The maritime logistics sector is currently navigating a period of profound transition. While the first half of 2026 shows a marginal cumulative increase in volume, the underlying data suggests a cooling demand for consumer goods. The NRF and Hackett Associates report highlights that while March saw a month-over-month rebound, the long-term forecast points toward a sustained contraction as retailers exercise extreme caution regarding inventory management and forward-looking procurement.
The Statistical Mirage of May and June
The projected year-over-year increases for May and June 2026—forecasted at 11.1% and 8.2% respectively—might initially suggest a robust recovery in the retail supply chain. However, industry experts caution that these figures are heavily skewed by the "base effect" from 2025. In April 2025, the sudden announcement of the "Liberation Day" tariffs sent shockwaves through the global trading community, leading to a precipitous drop in import activity during the late spring and early summer of that year.
Jonathan Gold, NRF Vice President for Supply Chain and Customs Policy, emphasized that the current growth metrics do not reflect a surge in consumer demand but rather a stabilization following a historic trough.
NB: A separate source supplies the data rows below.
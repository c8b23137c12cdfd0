//! Shared types for the completion layer.
//!
//! [`CompletionRequest`] and [`ModelResponse`] are what sessions and
//! providers exchange. The `Chat*` types mirror the OpenAI Chat Completions
//! wire format used by the HTTP provider.

use serde::{Deserialize, Serialize};
use uuid::Uuid;

use super::errors::ProviderError;
use crate::agent_core::types::{Message, Role as TranscriptRole, ToolCallRequest};

// ─── Provider Interface Types ────────────────────────────────────────────────

/// One completion request: the system prompt, the transcript and the tools
/// on offer. Borrowed so retries never copy the transcript.
#[derive(Debug, Clone, Copy)]
pub struct CompletionRequest<'a> {
    pub system_prompt: Option<&'a str>,
    pub messages: &'a [Message],
    /// OpenAI-format tool definitions.
    pub tools: &'a [serde_json::Value],
}

/// Token accounting reported by the provider.
#[derive(Debug, Clone, Copy, Default, PartialEq, Serialize, Deserialize)]
pub struct TokenUsage {
    pub input_tokens: u64,
    pub output_tokens: u64,
    pub cost_usd: f64,
}

/// A parsed model reply.
#[derive(Debug, Clone, Default, PartialEq, Serialize, Deserialize)]
pub struct ModelResponse {
    pub text: Option<String>,
    pub tool_calls: Vec<ToolCallRequest>,
    pub usage: Option<TokenUsage>,
}

// ─── Wire Request Types ──────────────────────────────────────────────────────

/// A single message in the conversation.
///
/// `content` is serialized as `""` (not `null`) for assistant messages with
/// tool calls; many OpenAI-compatible local runtimes reject `null` there.
#[derive(Debug, Clone, Serialize, Deserialize)]
pub struct ChatMessage {
    pub role: ChatRole,
    #[serde(serialize_with = "serialize_content")]
    pub content: Option<String>,
    #[serde(skip_serializing_if = "Option::is_none")]
    pub tool_call_id: Option<String>,
    #[serde(skip_serializing_if = "Option::is_none")]
    pub tool_calls: Option<Vec<ToolCallResponse>>,
}

fn serialize_content<S>(value: &Option<String>, serializer: S) -> Result<S::Ok, S::Error>
where
    S: serde::Serializer,
{
    match value {
        Some(s) => serializer.serialize_str(s),
        None => serializer.serialize_str(""),
    }
}

/// Wire message role.
#[derive(Debug, Clone, Copy, PartialEq, Eq, Serialize, Deserialize)]
#[serde(rename_all = "lowercase")]
pub enum ChatRole {
    System,
    User,
    Assistant,
    Tool,
}

/// Tool call as carried in the OpenAI format.
#[derive(Debug, Clone, Serialize, Deserialize)]
pub struct ToolCallResponse {
    pub id: String,
    pub r#type: String,
    pub function: FunctionCallResponse,
}

/// Function call details; `arguments` is a JSON string.
#[derive(Debug, Clone, Serialize, Deserialize)]
pub struct FunctionCallResponse {
    pub name: String,
    pub arguments: String,
}

/// Request body for `POST /chat/completions`.
#[derive(Debug, Clone, Serialize)]
pub struct ChatCompletionRequest<'a> {
    pub model: &'a str,
    pub messages: Vec<ChatMessage>,
    #[serde(skip_serializing_if = "<[serde_json::Value]>::is_empty")]
    pub tools: &'a [serde_json::Value],
    #[serde(skip_serializing_if = "Option::is_none")]
    pub tool_choice: Option<&'static str>,
    pub temperature: f32,
    pub max_tokens: u32,
    pub stream: bool,
}

/// Convert the transcript into wire messages, prefixed by the system prompt.
pub fn to_chat_messages(system_prompt: Option<&str>, messages: &[Message]) -> Vec<ChatMessage> {
    let mut out = Vec::with_capacity(messages.len() + 1);
    if let Some(prompt) = system_prompt {
        out.push(ChatMessage {
            role: ChatRole::System,
            content: Some(prompt.to_string()),
            tool_call_id: None,
            tool_calls: None,
        });
    }
    for m in messages {
        let msg = match m.role() {
            TranscriptRole::User => ChatMessage {
                role: ChatRole::User,
                content: m.text().map(str::to_string),
                tool_call_id: None,
                tool_calls: None,
            },
            TranscriptRole::Assistant => ChatMessage {
                role: ChatRole::Assistant,
                content: m.text().map(str::to_string),
                tool_call_id: None,
                tool_calls: (!m.tool_calls().is_empty()).then(|| {
                    m.tool_calls()
                        .iter()
                        .map(|c| ToolCallResponse {
                            id: c.id.clone(),
                            r#type: "function".to_string(),
                            function: FunctionCallResponse {
                                name: c.name.clone(),
                                arguments: c.arguments.to_string(),
                            },
                        })
                        .collect()
                }),
            },
            TranscriptRole::Tool => ChatMessage {
                role: ChatRole::Tool,
                content: m.tool_result().map(|r| r.model_text()),
                tool_call_id: m.tool_result().map(|r| r.call_id.clone()),
                tool_calls: None,
            },
        };
        out.push(msg);
    }
    out
}

// ─── Wire Response Types ─────────────────────────────────────────────────────

#[derive(Debug, Deserialize)]
struct ChatCompletionResponse {
    choices: Vec<ChatChoice>,
    #[serde(default)]
    usage: Option<WireUsage>,
}

#[derive(Debug, Deserialize)]
struct ChatChoice {
    message: ChatChoiceMessage,
}

#[derive(Debug, Deserialize)]
struct ChatChoiceMessage {
    content: Option<String>,
    tool_calls: Option<Vec<WireToolCall>>,
}

#[derive(Debug, Deserialize)]
struct WireToolCall {
    id: Option<String>,
    function: FunctionCallResponse,
}

#[derive(Debug, Deserialize)]
struct WireUsage {
    #[serde(default)]
    prompt_tokens: u64,
    #[serde(default)]
    completion_tokens: u64,
}

/// Parse a non-streaming completion body.
///
/// Tool call arguments that are not valid JSON are kept as a raw string so
/// the dispatcher reports them to the model as invalid arguments. Missing
/// call IDs are generated.
pub fn parse_completion_response(
    body: &str,
    input_cost_per_mtok: f64,
    output_cost_per_mtok: f64,
) -> Result<ModelResponse, ProviderError> {
    let resp: ChatCompletionResponse =
        serde_json::from_str(body).map_err(|e| ProviderError::MalformedResponse {
            reason: format!("failed to parse completion response: {e}"),
        })?;

    let choice = resp
        .choices
        .into_iter()
        .next()
        .ok_or_else(|| ProviderError::MalformedResponse {
            reason: "empty choices array".into(),
        })?;

    let tool_calls = choice
        .message
        .tool_calls
        .unwrap_or_default()
        .into_iter()
        .map(|tc| ToolCallRequest {
            id: tc
                .id
                .filter(|id| !id.is_empty())
                .unwrap_or_else(|| format!("call_{}", Uuid::new_v4().simple())),
            arguments: serde_json::from_str(&tc.function.arguments)
                .unwrap_or(serde_json::Value::String(tc.function.arguments)),
            name: tc.function.name,
        })
        .collect();

    let usage = resp.usage.map(|u| TokenUsage {
        input_tokens: u.prompt_tokens,
        output_tokens: u.completion_tokens,
        cost_usd: (u.prompt_tokens as f64 * input_cost_per_mtok
            + u.completion_tokens as f64 * output_cost_per_mtok)
            / 1_000_000.0,
    });

    Ok(ModelResponse {
        text: choice.message.content.filter(|c| !c.is_empty()),
        tool_calls,
        usage,
    })
}

// ─── Tests ───────────────────────────────────────────────────────────────────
Gold noted that with inflation trending upward and the conflict in Iran introducing fresh uncertainty into global energy markets and shipping routes, the momentum gained in the early second quarter is unlikely to be sustained into the latter half of the year.
The "Liberation Day" tariffs of 2025 served as a pivot point for U.S. trade policy, forcing many retailers to front-load cargo or seek alternative sourcing destinations outside of traditional Asian manufacturing hubs. The residual effects of those policy shifts continue to manifest in the 2026 data, making year-over-year comparisons particularly difficult to interpret without historical context.
Chronology of Trade Activity: 2024–2026
To understand the current trajectory of U.S. port volumes, it is essential to examine the sequence of events that have shaped the last two years of maritime commerce.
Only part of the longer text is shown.